Kajian tersebut yakni, mengenai apa yang diizinkan, yang tidak ada bahaya baginya dan bagi orang lain sama sekali. Jika berbicara yang tidak perlu, maka sesungguhnya telah menyia nyiakan-nyiakan dan telah menggantikan apa yang baik dengan yang buruk. Bahkan, Majelis Ulama Indonesia (MUI) memberikan fatwa bahwa mengharamkan perbuatan ujaran benci, penyebaran hoaks atau semacamnya hingga dengan bermuamalah tanpa mendasar. Dalam fatwa tersebut tertulis: Melakukan ghibah, fitnah, namimah, dan penyebaran permusuhan, Melakukan bullying, ujaran kebencian, dan permusuhan atas dasar suku, agama, ras, atau antar golongan. Kemudian, menyebarkan hoax serta informasi bohong meskipun dengan tujuan baik, seperti info tentang kematian orang yang masih hidup.
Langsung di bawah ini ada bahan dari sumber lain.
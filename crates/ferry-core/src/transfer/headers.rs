//! Response metadata shared by both transports and the link probe.

use serde::Serialize;

/// `Content-Range: bytes start-end/total` (total may be `*`).
#[derive(Debug, Clone, Copy, PartialEq, Eq, Serialize)]
pub struct ContentRange {
    pub start: u64,
    pub end: u64,
    pub total: Option<u64>,
}

/// The response headers the engine cares about.
#[derive(Debug, Clone, Default, PartialEq, Eq, Serialize)]
pub struct ResponseMeta {
    pub content_length: Option<u64>,
    pub content_range: Option<ContentRange>,
    /// Only for 416 answers: `bytes */total`.
    pub unsatisfied_total: Option<u64>,
    pub accept_ranges: bool,
    pub etag: Option<String>,
    pub last_modified: Option<String>,
    pub content_type: Option<String>,
    pub content_disposition: Option<String>,
}

impl ResponseMeta {
    /// Fold one `Name: value` header in. Unknown names are ignored.
    pub fn apply(&mut self, name: &str, value: &str) {
        let value = value.trim();
        match name.trim().to_ascii_lowercase().as_str() {
            "content-length" => self.content_length = value.parse().ok(),
            "content-range" => {
                self.content_range = parse_content_range(value);
                self.unsatisfied_total = parse_unsatisfied_range(value);
            }
            "accept-ranges" => self.accept_ranges = value.eq_ignore_ascii_case("bytes"),
            "etag" => self.etag = Some(value.to_string()),
            "last-modified" => self.last_modified = Some(value.to_string()),
            "content-type" => self.content_type = Some(value.to_string()),
            "content-disposition" => self.content_disposition = Some(value.to_string()),
            _ => {}
        }
    }

    /// Parse raw header lines (as libcurl delivers them). A new status line
    /// starts over, so only the final response of a redirect chain counts.
    pub fn from_lines<'a>(lines: impl IntoIterator<Item = &'a str>) -> Self {
        let mut meta = Self::default();
        for line in lines {
            let line = line.trim_end();
            if line.starts_with("HTTP/") {
                meta = Self::default();
            } else if let Some((name, value)) = line.split_once(':') {
                meta.apply(name, value);
            }
        }
        meta
    }

    pub fn from_header_map(headers: &reqwest::header::HeaderMap) -> Self {
        let mut meta = Self::default();
        for (name, value) in headers {
            if let Ok(v) = value.to_str() {
                meta.apply(name.as_str(), v);
            }
        }
        meta
    }

    /// Full size of the resource: from `Content-Range` for partial answers,
    /// else `Content-Length` (0 if unknown).
    pub fn resource_size(&self, partial: bool) -> u64 {
        if partial {
            if let Some(cr) = self.content_range {
                return cr
                    .total
                    .unwrap_or_else(|| cr.end.saturating_add(1));
            }
        }
        self.content_length.unwrap_or(0)
    }
}

fn parse_content_range(value: &str) -> Option<ContentRange> {
    let rest = value.strip_prefix("bytes")?.trim_start();
    let (range, total) = rest.split_once('/')?;
    let (start, end) = range.trim().split_once('-')?;
    let total = match total.trim() {
        "*" => None,
        t => Some(t.parse().ok()?),
    };
    Some(ContentRange {
        start: start.trim().parse().ok()?,
        end: end.trim().parse().ok()?,
        total,
    })
}

fn parse_unsatisfied_range(value: &str) -> Option<u64> {
    value
        .strip_prefix("bytes")?
        .trim_start()
        .strip_prefix("*/")?
        .trim()
        .parse()
        .ok()
}
//! CLI parse tests.

use super::{Cli, CliCommand};
use clap::Parser;

pub(super) fn parse(args: &[&str]) -> CliCommand {
    let cli = Cli::try_parse_from(args).unwrap();
    cli.command
}

mod rest;
//! Engine construction from configuration, with overrides for tests and
//! embedding.

use std::path::PathBuf;
use std::sync::Arc;

use anyhow::{Context, Result};
use tokio::sync::Notify;
use tokio_util::sync::CancellationToken;
use tokio_util::task::TaskTracker;

use super::{run, sweep, Engine, Inner};
use crate::bandwidth::BandwidthGovernor;
use crate::checkpoint::ResumeCoordinator;
use crate::config::FerryConfig;
use crate::control::JobControl;
use crate::events::EventBus;
use crate::job::JobRegistry;
use crate::queue::AdmissionQueue;
use crate::retry::RetrySupervisor;
use crate::schedule::TimeScheduler;
use crate::store::{HistoryRecorder, HistoryStore, NoopStore};
use crate::transfer::{build_transports, ShareLinkResolver, TransferSettings, Transport};

pub struct EngineBuilder {
    config: FerryConfig,
    state_dir: Option<PathBuf>,
    transports: Option<Vec<Arc<dyn Transport>>>,
    history: Option<Arc<dyn HistoryStore>>,
    event_capacity: usize,
}

impl EngineBuilder {
    pub fn new(config: FerryConfig) -> Self {
        Self {
            config,
            state_dir: None,
            transports: None,
            history: None,
            event_capacity: 1024,
        }
    }

    /// Where checkpoints live; defaults to the configured state dir.
    pub fn state_dir(mut self, dir: impl Into<PathBuf>) -> Self {
        self.state_dir = Some(dir.into());
        self
    }

    /// Replace the configured transport strategies, in fallback order.
    pub fn transports(mut self, transports: Vec<Arc<dyn Transport>>) -> Self {
        self.transports = Some(transports);
        self
    }

    pub fn history(mut self, store: Arc<dyn HistoryStore>) -> Self {
        self.history = Some(store);
        self
    }

    pub fn event_capacity(mut self, capacity: usize) -> Self {
        self.event_capacity = capacity;
        self
    }

    /// Build the engine and start its background tasks. Must be called
    /// inside a tokio runtime.
    pub fn build(self) -> Result<Engine> {
        let cfg = self.config;
        let state_dir = match self.state_dir {
            Some(dir) => dir,
            None => cfg.resolve_state_dir()?,
        };
        std::fs::create_dir_all(&state_dir)
            .with_context(|| format!("create state dir {}", state_dir.display()))?;

        let settings = TransferSettings::from_config(&cfg);
        let transports = self
            .transports
            .unwrap_or_else(|| build_transports(&cfg.transports, &settings));
        if transports.is_empty() {
            anyhow::bail!("no transport strategies configured");
        }
        let history = self.history.unwrap_or_else(|| Arc::new(NoopStore));
        let links = cfg
            .resolve_share_links
            .then(|| ShareLinkResolver::new(&settings));

        let registry = Arc::new(JobRegistry::new());
        let events = EventBus::new(self.event_capacity);
        let supervisor = RetrySupervisor::new(
            cfg.retry_policy(),
            transports,
            Arc::clone(&registry),
            events.clone(),
        );
        let governor = Arc::new(BandwidthGovernor::new(
            cfg.bandwidth.default.clone(),
            cfg.bandwidth.owners.clone(),
        ));

        tracing::info!(
            max_concurrent = cfg.max_concurrent,
            state_dir = %state_dir.display(),
            transports = ?cfg.transports,
            "engine starting"
        );

        let inner = Arc::new(Inner {
            queue: AdmissionQueue::new(cfg.max_concurrent),
            checkpoints: ResumeCoordinator::new(&state_dir),
            history: HistoryRecorder::spawn(history),
            control: JobControl::new(),
            scheduler: TimeScheduler::new(),
            wake: Notify::new(),
            schedules_changed: Notify::new(),
            idle: Notify::new(),
            shutdown: CancellationToken::new(),
            tasks: TaskTracker::new(),
            settings,
            links,
            registry,
            supervisor,
            governor,
            events,
            state_dir,
            config: cfg,
        });

        inner.tasks.spawn(run::admission_loop(Arc::clone(&inner)));
        inner.tasks.spawn(sweep::sweep_loop(Arc::clone(&inner)));
        Ok(Engine { inner })
    }
}
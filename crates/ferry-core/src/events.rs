//! Typed engine events fanned out over a broadcast channel.
//!
//! Publishing never blocks; with no subscribers events are dropped, and a slow
//! subscriber sees `RecvError::Lagged` rather than stalling transfers.

use std::time::Duration;

use serde::Serialize;
use tokio::sync::broadcast;

use crate::job::{JobId, JobStatus};
use crate::schedule::ScheduleStatus;

#[derive(Debug, Clone, PartialEq, Serialize)]
#[serde(tag = "event", rename_all = "snake_case")]
pub enum EngineEvent {
    /// Bounded-frequency progress; always sent once with `completed = true`.
    Progress {
        job_id: JobId,
        bytes_done: u64,
        bytes_total: u64,
        /// Bytes per second.
        rate: f64,
        completed: bool,
    },
    /// An attempt failed transiently; the next starts after `delay`.
    Retrying {
        job_id: JobId,
        attempt: u32,
        delay: Duration,
        reason: String,
    },
    /// The server ignored the range request; the file restarted from zero.
    Restarted { job_id: JobId },
    StatusChanged {
        job_id: JobId,
        from: JobStatus,
        to: JobStatus,
    },
    Completed { job_id: JobId, bytes: u64 },
    Failed { job_id: JobId, error: String },
    ScheduleChanged {
        schedule_id: String,
        status: ScheduleStatus,
        job_id: Option<JobId>,
    },
}

impl EngineEvent {
    pub fn job_id(&self) -> Option<&str> {
        match self {
            EngineEvent::Progress { job_id, .. }
            | EngineEvent::Retrying { job_id, .. }
            | EngineEvent::Restarted { job_id }
            | EngineEvent::StatusChanged { job_id, .. }
            | EngineEvent::Completed { job_id, .. }
            | EngineEvent::Failed { job_id, .. } => Some(job_id),
            EngineEvent::ScheduleChanged { job_id, .. } => job_id.as_deref(),
        }
    }

    pub fn is_terminal(&self) -> bool {
        matches!(self, EngineEvent::Completed { .. } | EngineEvent::Failed { .. })
    }
}

#[derive(Clone, Debug)]
pub struct EventBus {
    tx: broadcast::Sender<EngineEvent>,
}

impl EventBus {
    pub fn new(capacity: usize) -> Self {
        let (tx, _) = broadcast::channel(capacity.max(1));
        Self { tx }
    }

    /// Sync; safe from blocking transfer threads.
    pub fn publish(&self, event: EngineEvent) {
        let _ = self.tx.send(event);
    }

    pub fn subscribe(&self) -> broadcast::Receiver<EngineEvent> {
        self.tx.subscribe()
    }
}

impl Default for EventBus {
    fn default() -> Self {
        Self::new(1024)
    }
}
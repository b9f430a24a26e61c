//! `ferry probe <url>` – HEAD request summary.

use std::time::Duration;

use anyhow::Result;
use ferry_core::fetch_head;
use ferry_core::transfer::{ShareLinkResolver, TransferSettings};

use super::mib;

pub async fn run_probe(url: &str, timeout_secs: u64) -> Result<()> {
    let target = ShareLinkResolver::new(&TransferSettings::default())
        .resolve(url)
        .await;
    if target != url {
        println!("Share link: {url}");
    }
    let report = fetch_head::probe_async(&target, Duration::from_secs(timeout_secs)).await?;
    println!("URL:        {}", report.url);
    if report.effective_url != report.url {
        println!("Redirected: {}", report.effective_url);
    }
    println!("Status:     {}", report.status);
    match report.size {
        Some(n) => println!("Size:       {n} bytes ({:.1} MiB)", mib(n)),
        None => println!("Size:       unknown"),
    }
    println!("Resumable:  {}", if report.resumable { "yes" } else { "no" });
    if let Some(ct) = &report.content_type {
        println!("Type:       {ct}");
    }
    println!("File name:  {}", report.suggested_filename);
    if let Some(etag) = &report.etag {
        println!("ETag:       {etag}");
    }
    if !report.is_reachable() {
        anyhow::bail!("server answered {}", report.status);
    }
    Ok(())
}
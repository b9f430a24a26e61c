//! Schedule sweep: fires due entries, sleeping until the next trigger or the
//! sweep interval, whichever comes first.

use std::sync::Arc;
use std::time::Duration;

use chrono::Utc;

use super::Inner;

pub(super) async fn sweep_loop(inner: Arc<Inner>) {
    let interval = inner.config.sweep_interval();
    loop {
        let changed = inner.schedules_changed.notified();
        inner.fire_due(Utc::now());
        let wait = match inner.scheduler.next_trigger() {
            Some(at) => (at - Utc::now())
                .to_std()
                .unwrap_or(Duration::ZERO)
                .min(interval),
            None => interval,
        };
        tokio::select! {
            _ = tokio::time::sleep(wait) => {}
            _ = changed => {}
            _ = inner.shutdown.cancelled() => break,
        }
    }
    tracing::debug!("schedule sweep stopped");
}
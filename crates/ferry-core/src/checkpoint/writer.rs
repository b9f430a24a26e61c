//! Per-job checkpoint cadence: every N bytes or T seconds, whichever first.

use std::sync::{Arc, Mutex, MutexGuard, PoisonError};
use std::time::{Duration, Instant};

use super::{Checkpoint, ResumeCoordinator};
use crate::storage;

struct WriterState {
    record: Checkpoint,
    resumable: bool,
    saved_bytes: u64,
    saved_at: Instant,
}

/// Shared by every attempt of one job. Cloning shares the cadence state.
#[derive(Clone)]
pub struct CheckpointWriter {
    coordinator: ResumeCoordinator,
    every_bytes: u64,
    every: Duration,
    state: Arc<Mutex<WriterState>>,
}

impl CheckpointWriter {
    /// `record` carries the job identity; byte counts are filled in per save.
    /// A record that already confirms bytes came from a resumable response.
    pub fn new(
        coordinator: ResumeCoordinator,
        record: Checkpoint,
        every_bytes: u64,
        every: Duration,
    ) -> Self {
        let saved_bytes = record.bytes_confirmed;
        Self {
            coordinator,
            every_bytes: every_bytes.max(1),
            every,
            state: Arc::new(Mutex::new(WriterState {
                resumable: saved_bytes > 0,
                record,
                saved_bytes,
                saved_at: Instant::now(),
            })),
        }
    }

    fn lock(&self) -> MutexGuard<'_, WriterState> {
        self.state.lock().unwrap_or_else(PoisonError::into_inner)
    }

    /// Record what the server said about this response. A non-resumable
    /// response invalidates any earlier checkpoint.
    pub async fn begin_response(
        &self,
        resumable: bool,
        start: u64,
        total: u64,
        etag: Option<String>,
        last_modified: Option<String>,
    ) {
        if let Some(job_id) = self.note_response(resumable, start, total, etag, last_modified) {
            if let Err(e) = self.coordinator.clear(&job_id).await {
                tracing::warn!(job_id = %job_id, error = %e, "failed to drop stale checkpoint");
            }
        }
    }

    /// `begin_response` for transports running on a blocking thread.
    pub fn begin_response_blocking(
        &self,
        resumable: bool,
        start: u64,
        total: u64,
        etag: Option<String>,
        last_modified: Option<String>,
    ) {
        if let Some(job_id) = self.note_response(resumable, start, total, etag, last_modified) {
            if let Err(e) = self.coordinator.clear_blocking(&job_id) {
                tracing::warn!(job_id = %job_id, error = %e, "failed to drop stale checkpoint");
            }
        }
    }

    /// Update the record; returns the job id when its checkpoint must go.
    fn note_response(
        &self,
        resumable: bool,
        start: u64,
        total: u64,
        etag: Option<String>,
        last_modified: Option<String>,
    ) -> Option<String> {
        let mut st = self.lock();
        st.resumable = resumable;
        st.record.bytes_total = total;
        st.record.etag = etag;
        st.record.last_modified = last_modified;
        st.saved_bytes = start;
        st.saved_at = Instant::now();
        (!resumable).then(|| st.record.job_id.clone())
    }

    pub fn is_resumable(&self) -> bool {
        self.lock().resumable
    }

    /// `If-Range` validator of the last response, for the next attempt.
    pub fn if_range(&self) -> Option<String> {
        self.lock().record.if_range().map(str::to_string)
    }

    /// Whether a save is due at `bytes_done`. The caller flushes its file
    /// before saving so the record never runs ahead of the disk.
    pub fn due(&self, bytes_done: u64) -> bool {
        let st = self.lock();
        st.resumable
            && bytes_done > st.saved_bytes
            && (bytes_done - st.saved_bytes >= self.every_bytes || st.saved_at.elapsed() >= self.every)
    }

    fn next_record(&self, bytes_done: u64) -> Option<Checkpoint> {
        let mut st = self.lock();
        if !st.resumable || bytes_done == 0 {
            return None;
        }
        st.saved_bytes = bytes_done;
        st.saved_at = Instant::now();
        st.record.bytes_confirmed = bytes_done;
        Some(st.record.clone())
    }

    /// Save `bytes_done` as confirmed. Failures are logged, not fatal.
    pub async fn save(&self, bytes_done: u64) {
        if let Some(cp) = self.next_record(bytes_done) {
            if let Err(e) = self.coordinator.save(&cp).await {
                tracing::warn!(job_id = %cp.job_id, error = %e, "checkpoint save failed");
            }
        }
    }

    pub fn save_blocking(&self, bytes_done: u64) {
        if let Some(cp) = self.next_record(bytes_done) {
            if let Err(e) = self.coordinator.save_blocking(&cp) {
                tracing::warn!(job_id = %cp.job_id, error = %e, "checkpoint save failed");
            }
        }
    }

    /// Save whatever the part file holds now (after a failed attempt).
    pub async fn save_on_disk(&self) -> u64 {
        let part = storage::part_path(&self.lock().record.destination_path);
        let on_disk = storage::on_disk_len(&part);
        self.save(on_disk).await;
        on_disk
    }
}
Menyebarkan materi pornografi, kemaksiatan, dan segala hal yang terlarang secara syar’i. Terakhir menyebarkan konten yang benar tetapi tidak sesuai tempat dan/atau waktunya.
Sadar Literasi Digital dan Pendewasaan Bermedia Sosial
Ini membuktikan, perlu ada dorongan dan perhatian khusus untuk membatasi permasalahan tersebut. Dengan menjadi smart netizen dan paham akan sadar ber-Media Sosial. Polemik netizen nakal dapat diminimalisir sejak dini. Edukasi literasi digital perlu digaungkan pemerintah, untuk memberikan pemahaman. Pentingnya peran pemuda mengendalikan manfaat bonus demografi kedepan.
Selain itu, karakter netizen harus terus ditempa sebagai doktrin nasionalis, menjaga nama baik Bangsa Indonesia. Dimulai dengan mengatur emosional diri terhadap kehormatan negara. Hingga doktrin keagamaan berwatak Ahlussunnah Wal Jamaah (Aswaja) Al Wasathiyah (moderat). Karena tak dipungkiri, sejak Indonesia diterpa dengan kondisi pandemi COVID-19 beberapa waktu lalu, membuat dampak karakter kebanyakan netizen Indonesia semakin sensitif, terhadap respon problem sosial. Sehingga, perlu penanganggulan khusus dari Pemerintah untuk menjawab tantangan tersebut.